The government’s preferred CPI index is at 9.9 percent, down a tiny 0.2 percent. The fall is largely due to cheaper petrol prices. It doesn’t mean, even on this index, that prices are now going down. It simply indicates they are going up very slightly less slowly.

Behind the drab statistics is a ferocious assault on workers’ living standards. On Wednesday other statistics said pay had risen by 5.2 percent in the three months to July. So in real terms that means the average worker has seen their pay fall by over 7 percent. If you are paid £500 a week, effectively your wage is now £35 a week less.

If you don’t fight to recover it, it’s gone and will be lost whatever happens to inflation in the future.

Liz Truss claims the £2,500 limit on average energy bills, announced last week, will take five percentage points off inflation compared to what it could have been. Other analysts say it will make three percentage points difference.

But all the estimates expect inflation to remain above pay rises—unless there is a revolt by workers who strike to win more.

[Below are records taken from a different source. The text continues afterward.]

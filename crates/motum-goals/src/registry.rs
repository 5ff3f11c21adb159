//! [`Registry`] – name → factory tables with fuzzy suggestions on a miss.
//!
//! Both constraint kinds and monitor kinds live in a [`Registry`].  Lookups
//! are exact; on a miss, every registered name is scored against the request
//! with a normalised edit-distance ratio and names scoring at least
//! [`SUGGESTION_RATIO`] are offered as suggestions.  With no close match the
//! full listing is returned instead.

use std::collections::BTreeMap;

use motum_types::KindHint;

/// Minimum similarity for a registered name to be suggested.
pub const SUGGESTION_RATIO: f64 = 0.5;

pub struct Registry<F> {
    entries: BTreeMap<String, F>,
}

impl<F> Default for Registry<F> {
    fn default() -> Self {
        Self {
            entries: BTreeMap::new(),
        }
    }
}

impl<F> Registry<F> {
    pub fn new() -> Self {
        Self::default()
    }

    /// Register `factory` under `name`, returning the entry it replaced.
    pub fn register(&mut self, name: impl Into<String>, factory: F) -> Option<F> {
        self.entries.insert(name.into(), factory)
    }

    pub fn get(&self, name: &str) -> Option<&F> {
        self.entries.get(name)
    }

    /// Registered names in sorted order.
    pub fn names(&self) -> Vec<String> {
        self.entries.keys().cloned().collect()
    }

    pub fn iter(&self) -> impl Iterator<Item = (&str, &F)> {
        self.entries.iter().map(|(k, v)| (k.as_str(), v))
    }

    pub fn len(&self) -> usize {
        self.entries.len()
    }

    pub fn is_empty(&self) -> bool {
        self.entries.is_empty()
    }

    /// Exact lookup, or a hint describing what the caller may have meant.
    pub fn resolve(&self, name: &str) -> Result<&F, KindHint> {
        if let Some(factory) = self.entries.get(name) {
            return Ok(factory);
        }
        let mut scored: Vec<(f64, &String)> = self
            .entries
            .keys()
            .map(|known| (similarity(name, known), known))
            .filter(|(score, _)| *score >= SUGGESTION_RATIO)
            .collect();
        if scored.is_empty() {
            return Err(KindHint::Available(self.names()));
        }
        scored.sort_by(|a, b| b.0.total_cmp(&a.0).then_with(|| a.1.cmp(b.1)));
        Err(KindHint::Suggestions(
            scored.into_iter().map(|(_, known)| known.clone()).collect(),
        ))
    }
}

/// Levenshtein distance over characters.
fn edit_distance(a: &[char], b: &[char]) -> usize {
    let mut row: Vec<usize> = (0..=b.len()).collect();
    for (i, ca) in a.iter().enumerate() {
        let mut diagonal = row[0];
        row[0] = i + 1;
        for (j, cb) in b.iter().enumerate() {
            let above = row[j + 1];
            row[j + 1] = if ca == cb {
                diagonal
            } else {
                1 + diagonal.min(above).min(row[j])
            };
            diagonal = above;
        }
    }
    row[b.len()]
}

/// `1 - distance / max_len` over lower-cased names; 1.0 for two empty names.
pub fn similarity(a: &str, b: &str) -> f64 {
    let a: Vec<char> = a.to_lowercase().chars().collect();
    let b: Vec<char> = b.to_lowercase().chars().collect();
    let longest = a.len().max(b.len());
    if longest == 0 {
        return 1.0;
    }
    1.0 - edit_distance(&a, &b) as f64 / longest as f64
}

A big test is coming for big sections of workers in the public sector. They have been hit hardest by the wage squeeze. Their pay grew by 2 percent in the last year compared with 6 percent in the private sector.

Now firefighters, workers in schools, the NHS, local government and the civil service are all balloting or preparing to ballot on pay strikes. So are university workers. Workers at 26 further education colleges are set for ten days of strikes starting on Monday 26 September.

Millions more workers could join the strike wave. But that will happen only if there are massive campaigns to win the votes and to give activists control over the process.

TUC union federation general secretary Frances O’Grady said, “As the cost of living crisis intensifies, millions of families don’t know how they will make ends meet this winter. The new prime minister must get pay rising. Boosting the minimum wage and giving public sector workers a decent pay rise would be a good start.”

But the government will do nothing unless it faces mass opposition. A good start would be for the RMT and CWU unions to escalate and coordinate the rail and Royal Mail strikes, so they strike on the same day. That could be a focus for every worker.

NHS crisis causes long-term sickness

New figures also confirm the toll of the NHS crisis. The number of workers hit by long-term sickness reached a record high of 2.5 million in July.

More than 150,000 workers joined the list of people with persistent ill-health in just two months.

Almost 400,000 have stopped looking for work because of long-term health problems since early 2020. That’s partly about the way the Tories let Covid run unchecked, and partly about the NHS crisis which causes huge backlogs of untreated people.

The group most affected is workers aged between 50 and 64.